Dans une étude récente de phase 2b, le pélacarsen a non seulement permis de réduire les taux de Lp(a), comme attendu, mais a eu aussi un effet significatif plus surprenant sur les taux de LDL-C avec une baisse pouvant aller jusqu’à 26 % et jusque 16 % de celui de l’apolipoprotéine B. L’essai HORIZON (en cours) évalue l’impact du pélacarsen sur le pronostic CV chez des patients en prévention secondaire.
Risque résiduel
Le risque résiduel se définit comme le risque qui subsiste après que toutes les mesures de prévention et de protection ont été prises en compte. Dans la prise en charge de la dyslipidémie plusieurs notions sont à prendre en compte :
• La réduction du risque avec les hypolipémiants (notamment les statines) dépend du degré initial de maladie athéroscléreuse : dans les principaux essais de prévention, le bénéfice relatif est d’autant plus grand que l’intervention thérapeutique commence à un stade précoce.
• La réponse aux traitements peut varier selon les prédispositions génétiques. Dans l’essai dal-GenE, l’effet du dalcétrapid sur le pronostic CV après un syndrome coronarien aigu est variable selon le profil génétique (figure 2)(2).
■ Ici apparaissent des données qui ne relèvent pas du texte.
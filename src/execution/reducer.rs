//! Pipeline reducer
//!
//! Runs steps strictly in order. Each step is rendered against the context
//! produced by the previous step, its condition is evaluated, its brick is
//! executed and the result is merged back before the next step starts.
//!
//! The value carried between un-keyed steps is the *working output*; it is
//! what a pipeline returns. It starts as `@input` under v1 and as `{}` once
//! data flow is explicit.

use crate::bricks::{BoxFuture, Brick, BrickArgs, BrickKind, BrickOptions};
use crate::core::condition::coerce_condition;
use crate::core::context::{output_key_var, ModVariable, RunContext, MOD_VAR};
use crate::core::pipeline::{validate_pipeline, PipelineInput};
use crate::core::step::{BrickConfig, RootMode};
use crate::errors::{ErrorClass, HeadlessModeError, PipelineError};
use crate::execution::events::ExecutionEvent;
use crate::execution::logger::{LogContext, RunLogger};
use crate::execution::options::{InitialValues, RunOptions};
use crate::platform::ElementRef;
use crate::schema::SchemaRole;
use crate::template::{render_condition, render_config};
use serde_json::{Map, Value};
use std::sync::Arc;
use uuid::Uuid;

/// Result of running one step
#[derive(Debug)]
enum StepOutcome {
    /// The condition was false
    Skipped,
    Ran { output: Value, kind: BrickKind },
}

fn initial_working_output(options: &RunOptions, input: &Value) -> Value {
    if options.api_version.explicit_data_flow {
        Value::Object(Map::new())
    } else {
        input.clone()
    }
}

/// Run a top-level pipeline
///
/// Every call takes a fresh `@mod` snapshot, even when `options` was used
/// for an earlier run.
pub async fn reduce_pipeline(
    pipeline: impl Into<PipelineInput>,
    initial: InitialValues,
    options: &RunOptions,
) -> Result<Value, PipelineError> {
    let steps = pipeline.into().into_steps();
    validate_pipeline(&steps)?;

    let ctxt = RunContext::new(initial.input.clone(), initial.options_args)
        .with_vars(initial.integration_context);
    let root = initial.root.unwrap_or_else(|| options.root.clone());
    let working = initial_working_output(options, &initial.input);

    let mut options = options.clone();
    options.mod_variable = ModVariable::new();

    options
        .logger
        .debug(&format!("Running pipeline with {} step(s)", steps.len()));
    run_steps(&steps, ctxt, working, root, &options).await
}

/// Run a nested pipeline against a context derived from its parent
///
/// `parent_working` is the invoking step's working output. Under v1 the
/// nested run continues from it, so fields flattened by earlier parent steps
/// stay in scope. Bindings the nested pipeline creates are dropped when it
/// returns.
pub fn reduce_pipeline_expression<'a>(
    pipeline: &'a [BrickConfig],
    ctxt: RunContext,
    parent_working: Value,
    root: ElementRef,
    options: &'a RunOptions,
) -> BoxFuture<'a, Result<Value, PipelineError>> {
    Box::pin(async move {
        let working = initial_working_output(options, &parent_working);
        run_steps(pipeline, ctxt, working, root, options).await
    })
}

async fn run_steps(
    steps: &[BrickConfig],
    mut ctxt: RunContext,
    mut working: Value,
    root: ElementRef,
    options: &RunOptions,
) -> Result<Value, PipelineError> {
    for step in steps {
        match run_step(step, &ctxt, &working, &root, options).await? {
            StepOutcome::Skipped => {}
            StepOutcome::Ran { output, kind } => {
                if let Some(key) = &step.output_key {
                    ctxt = ctxt.with_var(output_key_var(key), output);
                } else if kind != BrickKind::Effect
                    && (!options.api_version.explicit_data_flow || !output.is_null())
                {
                    working = output;
                }
            }
        }
    }

    Ok(working)
}

/// Run one step, reporting its outcome as events
async fn run_step(
    step: &BrickConfig,
    ctxt: &RunContext,
    working: &Value,
    root: &ElementRef,
    options: &RunOptions,
) -> Result<StepOutcome, PipelineError> {
    options.abort_signal.check()?;

    let run_id = options.run_id();
    let instance_id = step.instance_id.unwrap_or_else(Uuid::new_v4);
    let logger = options.logger.for_step(step).child(LogContext {
        instance_id: Some(instance_id),
        ..LogContext::default()
    });

    let brick = options.registry.lookup(&step.id).await?;

    options.events.emit(ExecutionEvent::StepStarted {
        run_id,
        instance_id,
        brick_id: step.id.clone(),
        label: step.label.clone(),
    });

    let result = execute_step(step, brick, ctxt, working, root, options, &logger, instance_id).await;

    match &result {
        Ok(StepOutcome::Skipped) => {
            logger.debug(&format!("Skipped {}", step.display_name()));
            options.events.emit(ExecutionEvent::StepSkipped { run_id, instance_id });
        }
        Ok(StepOutcome::Ran { output, .. }) => {
            options.events.emit(ExecutionEvent::StepCompleted {
                run_id,
                instance_id,
                output: output.clone(),
            });
        }
        Err(error) => {
            match error.class() {
                ErrorClass::ControlFlow | ErrorClass::HeadlessMode => {
                    logger.debug(&format!("{} raised {}", step.display_name(), error.name()))
                }
                ErrorClass::Unknown => logger.error(&error.to_string()),
                ErrorClass::Business | ErrorClass::Validation => logger.warn(&error.to_string()),
            }
            options.events.emit(ExecutionEvent::StepFailed {
                run_id,
                instance_id,
                error: error.to_serialized(),
            });
        }
    }

    result
}

#[allow(clippy::too_many_arguments)]
async fn execute_step(
    step: &BrickConfig,
    brick: Arc<dyn Brick>,
    ctxt: &RunContext,
    working: &Value,
    root: &ElementRef,
    options: &RunOptions,
    logger: &RunLogger,
    instance_id: Uuid,
) -> Result<StepOutcome, PipelineError> {
    let flags = &options.api_version;

    let mod_state = if flags.extend_mod_variable && step.references_variable(MOD_VAR) {
        Some(
            options
                .mod_variable
                .resolve(options.state_store.as_ref(), &options.mod_component)
                .await?,
        )
    } else {
        None
    };

    let flatten = if flags.explicit_data_flow { None } else { Some(working) };
    let scope = ctxt.render_scope(flatten, mod_state);

    // A render failure only matters if the step actually runs
    let rendered = render_config(&step.config, &scope, flags);
    options.events.emit(ExecutionEvent::StepRendered {
        run_id: options.run_id(),
        instance_id,
        args: rendered.as_ref().ok().cloned(),
        render_error: rendered
            .as_ref()
            .err()
            .map(|e| PipelineError::from(e.clone()).to_serialized()),
    });
    if let Err(e) = &rendered {
        logger.debug(&format!("Could not render arguments: {}", e));
    }

    if let Some(condition) = &step.condition {
        let value = render_condition(condition, &scope, flags)?;
        if !coerce_condition(value.as_ref()) {
            return Ok(StepOutcome::Skipped);
        }
    }

    let args = rendered?;
    let kind = brick.kind();

    if kind == BrickKind::Renderer && options.headless {
        return Err(HeadlessModeError {
            brick_id: step.id.clone(),
            args,
            ctxt: ctxt.to_value(),
            logger_context: logger.context().clone(),
        }
        .into());
    }

    if options.validate_input {
        if let Some(schema) = options.registry.compiled_schema(brick.as_ref(), SchemaRole::Input) {
            schema.check_input(&step.id, &args)?;
        }
    }

    let step_root = match step.root_mode() {
        RootMode::Document => ElementRef::Document,
        RootMode::Element => root.clone(),
    };
    let brick_options = BrickOptions::new(
        ctxt.clone(),
        working.clone(),
        step_root,
        logger.clone(),
        options.clone(),
    );

    logger.debug(&format!("Running {}", step.display_name()));
    let output = brick.execute(BrickArgs::new(args), brick_options).await?;

    if options.validate_output {
        if let Some(schema) = options.registry.compiled_schema(brick.as_ref(), SchemaRole::Output) {
            if let Err(e) = schema.check_output(&step.id, &output) {
                logger.warn(&e.to_string());
            }
        }
    }

    Ok(StepOutcome::Ran { output, kind })
}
• L’effet thérapeutique est plus important chez les patients avec un profil de risque élevé. Dans l’essai IMPROVE-IT, le bénéfice de l’association statine + ézétimibe est surtout retrouvé dans le groupe de patients à haut risque (avec un score TRS2P > 2)(3).
• L’effet thérapeutique dépend de la durée d’exposition au traitement. Dans l’essai FOURRIER, les patients ayant reçu de l’évolocumab pendant plus d’un an ont eu un meilleur pronostic que ceux ayant eu une durée de traitement inférieure (figure 3)(4).
Figure 3. Essai FOURIER : effet thérapeutique variable selon la durée d’exposition au traitement.
• L’effet thérapeutique dépend de la posologie. Dans l’essai PROVE-IT, le pronostic des patients avec de l’atorvastatine 80 mg était supérieur à ceux ayant reçu du 40 mg en post-syndrome coronarien aigu (figure 4)(5).
Figure 4. Essai PROVE-IT : effet thérapeutique variable selon la posologie du traitement.